Yes but we called her Tanya Austin. We were supposed to follow Grey's Anatomy, which is a huge hit, on the autumn schedule. Then we were told that the show had been cancelled because the National Football League weren't happy about it. Our show was just entertainment, a spoof, but they were very concerned about keeping up appearances and pretending they aren't real people like the rest of us. I had so much Machiavellian stuff to do, I wanted to make her seem real - I was going to play her like Tony Soprano. I talked to a shrink to help me figure the character out. I wanted her to be rock-solid believable so I'm very disappointed it's not happening now.

Was it a relief to finish it?
It was the right time - you start repeating yourself after five seasons. I was exhausted and had to be rehab-ed back into having a normal life. I'd spent so long being told when to get up, what to eat, where to go, you have to give away a lot of choice in your life when you're making a TV series with a schedule like that. The second you wake up you go to work, so after six years of that to have some choices back is a lot of fun.

Is singing a new career path for you?
It is in a way. I'm becoming a stage junkie. I did a show called Celebrity Duets last year. I couldn't turn down the opportunity to sing with Smokey Robinson and Gladys Knight. It was fantastic. It got me over my stage fright.

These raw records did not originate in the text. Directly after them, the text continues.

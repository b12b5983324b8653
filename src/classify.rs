//! Classification of completed HTTP exchanges.
//!
//! Once the transport hands back a response, [`classify`] decides whether the
//! call succeeded or which kind of [`Error`] it produced. Checks run in a
//! fixed order and the first match wins:
//!
//! 1. body is not an envelope and equals the retry sentinel: [`Error::Retryable`]
//! 2. body is not an envelope: [`Error::DeserializationFailed`]
//! 3. envelope carries a full `type`/`message`/`code` triple: [`Error::Api`]
//! 4. status >= 400: [`Error::HttpError`]
//! 5. otherwise the envelope is returned
//!
//! Transport failures never reach this module; they are raised by the
//! [`Transport`](crate::transport::Transport) itself.

use crate::{envelope::Envelope, Error, Result};
use http::StatusCode;

/// Body text the API sends, instead of an envelope, when it wants the client
/// to try again later.
pub const RETRY_SENTINEL: &str = "retry later";

/// Returns `true` if `raw_body`, trimmed and case-folded, is the retry sentinel.
///
/// ```
/// use donately::classify::is_retry_sentinel;
///
/// assert!(is_retry_sentinel("  Retry Later\n"));
/// assert!(!is_retry_sentinel("retry later please"));
/// ```
pub fn is_retry_sentinel(raw_body: &str) -> bool {
    raw_body.trim().to_lowercase() == RETRY_SENTINEL
}

/// Classifies a response by status and raw body.
pub fn classify(status: StatusCode, raw_body: &str) -> Result<Envelope> {
    let envelope = match Envelope::decode(raw_body.as_bytes()) {
        Ok(envelope) => envelope,
        Err(e) => {
            let decode_error = Error::DeserializationFailed {
                raw_response: raw_body.to_string(),
                serde_error: e.to_string(),
                status,
            };

            if is_retry_sentinel(raw_body) {
                tracing::warn!(status = status.as_u16(), "Server asked to retry later");
                return Err(Error::Retryable {
                    source: Box::new(decode_error),
                    can_retry: true,
                });
            }

            tracing::error!(
                error = %e,
                raw_response = %raw_body,
                "Failed to decode response envelope"
            );
            return Err(decode_error);
        }
    };

    if let Some((code, kind, message)) = envelope.api_error() {
        tracing::error!(
            status = status.as_u16(),
            code = code,
            request_id = envelope.request_id.as_deref().unwrap_or_default(),
            "API error"
        );
        return Err(Error::Api {
            code: code.to_string(),
            kind: kind.to_string(),
            message: message.to_string(),
            request_id: envelope.request_id.clone(),
            status,
        });
    }

    if status.as_u16() >= 400 {
        if status.is_client_error() {
            tracing::error!(status = status.as_u16(), response = %raw_body, "Client error (4xx)");
        } else {
            tracing::warn!(status = status.as_u16(), response = %raw_body, "Server error (5xx)");
        }
        return Err(Error::HttpError {
            status,
            raw_response: raw_body.to_string(),
            envelope,
        });
    }

    Ok(envelope)
}
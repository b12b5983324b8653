//! Donately resource records.
//!
//! Records decode leniently: every field has a default, so payloads that
//! omit fields still decode. An empty `id` means the record has not been
//! created yet.

use chrono::{DateTime, Utc};
use serde::{Deserialize, Serialize};
use serde_json::Value;

/// A Donately organization account.
#[derive(Debug, Clone, Default, PartialEq, Serialize, Deserialize)]
#[serde(default)]
pub struct Account {
    pub id: String,
    pub title: String,
    pub subdomain: String,
    pub url: String,
    pub status: String,
    pub created: i64,
    pub updated: i64,
}

impl Account {
    /// An account reference carrying only its ID, for scoping calls.
    ///
    /// ```
    /// use donately::Account;
    ///
    /// assert_eq!(Account::with_id("acc_123").id, "acc_123");
    /// ```
    pub fn with_id(id: impl Into<String>) -> Self {
        Self {
            id: id.into(),
            ..Self::default()
        }
    }
}

/// A donor, fundraiser or account member.
#[derive(Debug, Clone, Default, PartialEq, Serialize, Deserialize)]
#[serde(default)]
pub struct Person {
    pub id: String,
    pub first_name: String,
    pub last_name: String,
    pub email: String,
    pub phone_number: String,
    pub street_address: String,
    pub street_address_2: String,
    pub city: String,
    pub state: String,
    pub zip_code: String,
    pub country: String,
    /// Accounts this person belongs to. Saving requires the first one to
    /// carry an ID.
    pub accounts: Vec<Account>,
    pub created: i64,
    pub updated: i64,
}

/// A single donation.
#[derive(Debug, Clone, Default, PartialEq, Serialize, Deserialize)]
#[serde(default)]
pub struct Donation {
    pub id: String,
    pub amount_in_cents: i64,
    pub donation_type: String,
    pub status: String,
    pub comment: String,
    pub anonymous: bool,
    pub on_behalf_of: String,
    pub account: Account,
    pub campaign: Campaign,
    pub person: Person,
    pub created: i64,
    pub updated: i64,
}

/// A recurring donation.
#[derive(Debug, Clone, Default, PartialEq, Serialize, Deserialize)]
#[serde(default)]
pub struct Subscription {
    pub id: String,
    pub amount_in_cents: i64,
    pub recurring_frequency: String,
    pub status: String,
    pub next_donation_date: Option<String>,
    pub account: Account,
    pub person: Person,
    pub created: i64,
    pub updated: i64,
}

/// A fundraising campaign with its goals, progress and content.
#[derive(Debug, Clone, Default, PartialEq, Serialize, Deserialize)]
#[serde(default)]
pub struct Campaign {
    pub id: String,
    pub title: String,
    pub slug: String,
    #[serde(rename = "type")]
    pub kind: String,
    pub url: String,
    pub status: String,
    pub permalink: String,
    pub description: Option<String>,
    pub content: Option<String>,
    pub created: i64,
    pub updated: i64,
    pub start_date: Option<String>,
    pub end_date: Option<String>,
    pub goal_in_cents: i64,
    pub amount_raised_in_cents: i64,
    pub percent_funded: f64,
    pub donors_count: i64,
    pub images: CampaignImages,
    pub account: Account,
    pub form_id: String,
    pub meta_data: Value,
    pub internal_id: i64,
    pub created_at: Option<DateTime<Utc>>,
    pub updated_at: Option<DateTime<Utc>>,
    pub recurring: Option<bool>,
    pub fundraiser_goal: Option<i64>,
    pub donation_amount: Option<i64>,
}

/// Campaign photo and cover photo.
#[derive(Debug, Clone, Default, PartialEq, Serialize, Deserialize)]
#[serde(default)]
pub struct CampaignImages {
    pub photo: CampaignPhotoSizes,
    pub cover_photo: CampaignCoverPhotoSizes,
}

/// Campaign photo URLs from original size down to icon size.
#[derive(Debug, Clone, Default, PartialEq, Serialize, Deserialize)]
#[serde(default)]
pub struct CampaignPhotoSizes {
    pub original: Option<String>,
    pub medium: Option<String>,
    pub medium_v2: Option<String>,
    pub average: Option<String>,
    pub small: Option<String>,
    pub thumb: Option<String>,
    pub square_v2: Option<String>,
    pub icon: Option<String>,
}

/// Campaign cover photo URLs.
#[derive(Debug, Clone, Default, PartialEq, Serialize, Deserialize)]
#[serde(default)]
pub struct CampaignCoverPhotoSizes {
    pub original: Option<String>,
    pub large: Option<String>,
}
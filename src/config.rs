//! Client configuration.

use crate::{retry::Backoff, Error, Result};
use std::fmt;
use std::time::Duration;
use url::Url;

/// Default Donately API endpoint.
pub const DEFAULT_BASE_URL: &str = "https://api.donately.com/v2";

/// Value of the `Donately-Version` header sent with every request.
pub const API_VERSION: &str = "2018-04-01";

/// Configuration for a [`Client`](crate::Client).
///
/// Validated once by [`Client::new`](crate::Client::new); the client never
/// mutates it afterwards.
///
/// ```
/// use donately::ClientConfig;
///
/// let config = ClientConfig {
///     api_key: "sk_live_123".to_string(),
///     retry_enabled: true,
///     ..ClientConfig::default()
/// };
/// assert_eq!(config.base_url, "https://api.donately.com/v2");
/// ```
#[derive(Clone, PartialEq)]
pub struct ClientConfig {
    /// Secret key sent as a bearer token. Required.
    pub api_key: String,

    /// API root that request paths are appended to.
    /// Defaults to [`DEFAULT_BASE_URL`].
    pub base_url: String,

    /// Whether retryable requests may be retried. Defaults to `false`.
    pub retry_enabled: bool,

    /// Log each composed request line before sending. Defaults to `false`.
    pub debug: bool,

    /// Per-attempt transport timeout. Defaults to none.
    pub timeout: Option<Duration>,

    /// Backoff schedule used when retrying.
    pub backoff: Backoff,
}

impl Default for ClientConfig {
    fn default() -> Self {
        Self {
            api_key: String::new(),
            base_url: DEFAULT_BASE_URL.to_string(),
            retry_enabled: false,
            debug: false,
            timeout: None,
            backoff: Backoff::default(),
        }
    }
}

impl fmt::Debug for ClientConfig {
    fn fmt(&self, f: &mut fmt::Formatter<'_>) -> fmt::Result {
        f.debug_struct("ClientConfig")
            .field("api_key", &"<redacted>")
            .field("base_url", &self.base_url)
            .field("retry_enabled", &self.retry_enabled)
            .field("debug", &self.debug)
            .field("timeout", &self.timeout)
            .field("backoff", &self.backoff)
            .finish()
    }
}

impl ClientConfig {
    /// Checks the configuration and returns the parsed base URL.
    ///
    /// # Errors
    ///
    /// Returns [`Error::Configuration`] for a missing API key or base URL, an
    /// unusable backoff schedule, or a base URL that cannot carry a path, and
    /// [`Error::InvalidUrl`] if the base URL does not parse.
    pub fn validate(&self) -> Result<Url> {
        if self.api_key.is_empty() {
            return Err(Error::Configuration("missing API key!".to_string()));
        }

        if self.base_url.is_empty() {
            return Err(Error::Configuration("missing base URL!".to_string()));
        }

        let base_url = Url::parse(&self.base_url)?;
        if base_url.cannot_be_a_base() {
            return Err(Error::Configuration(format!(
                "base URL cannot carry a path: {}",
                self.base_url
            )));
        }

        self.backoff.validate()?;

        Ok(base_url)
    }
}
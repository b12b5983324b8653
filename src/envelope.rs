//! The uniform response envelope and request body encoding.
//!
//! Every Donately response is wrapped as
//! `{"data": ..., "type": ..., "message": ..., "code": ..., "request_id": ...}`.
//! Requests carry either a JSON body or a form-urlencoded one.

use crate::{Error, Result};
use http::HeaderValue;
use serde::{Deserialize, Serialize};
use serde_json::Value;
use std::collections::BTreeMap;
use url::form_urlencoded;

/// The response wrapper returned by every API call.
#[derive(Debug, Clone, Default, PartialEq, Serialize, Deserialize)]
pub struct Envelope {
    /// The payload of a successful call. `Null` when absent.
    #[serde(default)]
    pub data: Value,

    /// Error category, set together with `message` and `code` on API errors.
    #[serde(default, rename = "type")]
    pub kind: Option<String>,

    /// Human readable error message.
    #[serde(default)]
    pub message: Option<String>,

    /// Machine readable error code.
    #[serde(default)]
    pub code: Option<String>,

    /// Opaque tracing token assigned by the server.
    #[serde(default)]
    pub request_id: Option<String>,
}

impl Envelope {
    /// Parses a raw response body into an envelope.
    ///
    /// A JSON `null` body decodes to an empty envelope.
    pub fn decode(raw: &[u8]) -> std::result::Result<Self, serde_json::Error> {
        serde_json::from_slice::<Option<Self>>(raw).map(Option::unwrap_or_default)
    }

    /// Returns `(code, type, message)` when all three are present and non-empty.
    pub fn api_error(&self) -> Option<(&str, &str, &str)> {
        fn non_empty(field: &Option<String>) -> Option<&str> {
            field.as_deref().filter(|s| !s.is_empty())
        }

        Some((
            non_empty(&self.code)?,
            non_empty(&self.kind)?,
            non_empty(&self.message)?,
        ))
    }
}

/// The content type of a request body.
#[derive(Debug, Clone, Copy, Default, PartialEq, Eq)]
pub enum ContentType {
    /// `application/json`
    #[default]
    Json,
    /// `application/x-www-form-urlencoded`
    Form,
}

impl ContentType {
    /// The MIME type sent in the `Content-Type` header.
    pub fn as_str(&self) -> &'static str {
        match self {
            ContentType::Json => "application/json",
            ContentType::Form => "application/x-www-form-urlencoded",
        }
    }

    pub(crate) fn header_value(&self) -> HeaderValue {
        HeaderValue::from_static(self.as_str())
    }
}

/// A flat, ordered set of string key/value pairs.
///
/// Used both for query strings and for form bodies. Setting a key twice
/// replaces the earlier value; encoding emits keys in sorted order.
///
/// ```
/// use donately::Params;
///
/// let mut params = Params::new();
/// params.set("limit", "20");
/// params.set("account_id", "acc 1");
/// assert_eq!(params.encode(), "account_id=acc+1&limit=20");
/// ```
#[derive(Debug, Clone, Default, PartialEq, Eq, Serialize)]
#[serde(transparent)]
pub struct Params(BTreeMap<String, String>);

impl Params {
    /// Creates an empty parameter set.
    pub fn new() -> Self {
        Self::default()
    }

    /// Sets `key` to `value`, replacing any previous value.
    pub fn set(&mut self, key: impl Into<String>, value: impl Into<String>) -> &mut Self {
        self.0.insert(key.into(), value.into());
        self
    }

    /// Sets `key` only when `value` is non-empty.
    pub fn set_non_empty(&mut self, key: &str, value: &str) -> &mut Self {
        if !value.is_empty() {
            self.set(key, value);
        }
        self
    }

    /// Sets `key` to the decimal form of `value` only when it is positive.
    pub fn set_positive(&mut self, key: &str, value: i64) -> &mut Self {
        if value > 0 {
            self.set(key, value.to_string());
        }
        self
    }

    /// Returns the value stored for `key`.
    pub fn get(&self, key: &str) -> Option<&str> {
        self.0.get(key).map(String::as_str)
    }

    pub fn is_empty(&self) -> bool {
        self.0.is_empty()
    }

    pub fn len(&self) -> usize {
        self.0.len()
    }

    /// Iterates over the pairs in key order.
    pub fn iter(&self) -> impl Iterator<Item = (&str, &str)> {
        self.0.iter().map(|(k, v)| (k.as_str(), v.as_str()))
    }

    /// Encodes the pairs as `application/x-www-form-urlencoded`.
    pub fn encode(&self) -> String {
        form_urlencoded::Serializer::new(String::new())
            .extend_pairs(self.iter())
            .finish()
    }
}

/// Encodes a request body for the given content type.
///
/// JSON bodies accept anything serializable. Form bodies must serialize to a
/// flat map whose values are strings (or lists of strings, sent as repeated
/// keys); any other shape fails with [`Error::Encoding`].
pub fn encode_body<B>(body: &B, content_type: ContentType) -> Result<Vec<u8>>
where
    B: Serialize + ?Sized,
{
    match content_type {
        ContentType::Json => serde_json::to_vec(body).map_err(|e| Error::Encoding(e.to_string())),
        ContentType::Form => {
            let value = serde_json::to_value(body).map_err(|e| Error::Encoding(e.to_string()))?;
            let Value::Object(fields) = value else {
                return Err(Error::Encoding(
                    "form-encoded bodies must be a flat map of string values".to_string(),
                ));
            };

            let mut serializer = form_urlencoded::Serializer::new(String::new());
            for (key, value) in &fields {
                match value {
                    Value::String(s) => {
                        serializer.append_pair(key, s);
                    }
                    Value::Array(items) => {
                        for item in items {
                            let Value::String(s) = item else {
                                return Err(Error::Encoding(format!(
                                    "form field `{key}` must contain only strings"
                                )));
                            };
                            serializer.append_pair(key, s);
                        }
                    }
                    _ => {
                        return Err(Error::Encoding(format!(
                            "form field `{key}` must be a string"
                        )))
                    }
                }
            }

            Ok(serializer.finish().into_bytes())
        }
    }
}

What was the best advice you were given?
Dionne Warwick was the most instructive. She had the attitude: 'If you're not a diva, don't come on the stage with me.' I'm a self-deprecating Kiwi - she taught me the American way of thinking: 'If you're not a winner before you come on the stage, don't come on here.' I like singing songs by Chrissie Hynde, Nina Simone, Annie Lennox, Melissa Etheridge. I'm obsessed with a couple of Annie Lennox songs at the moment.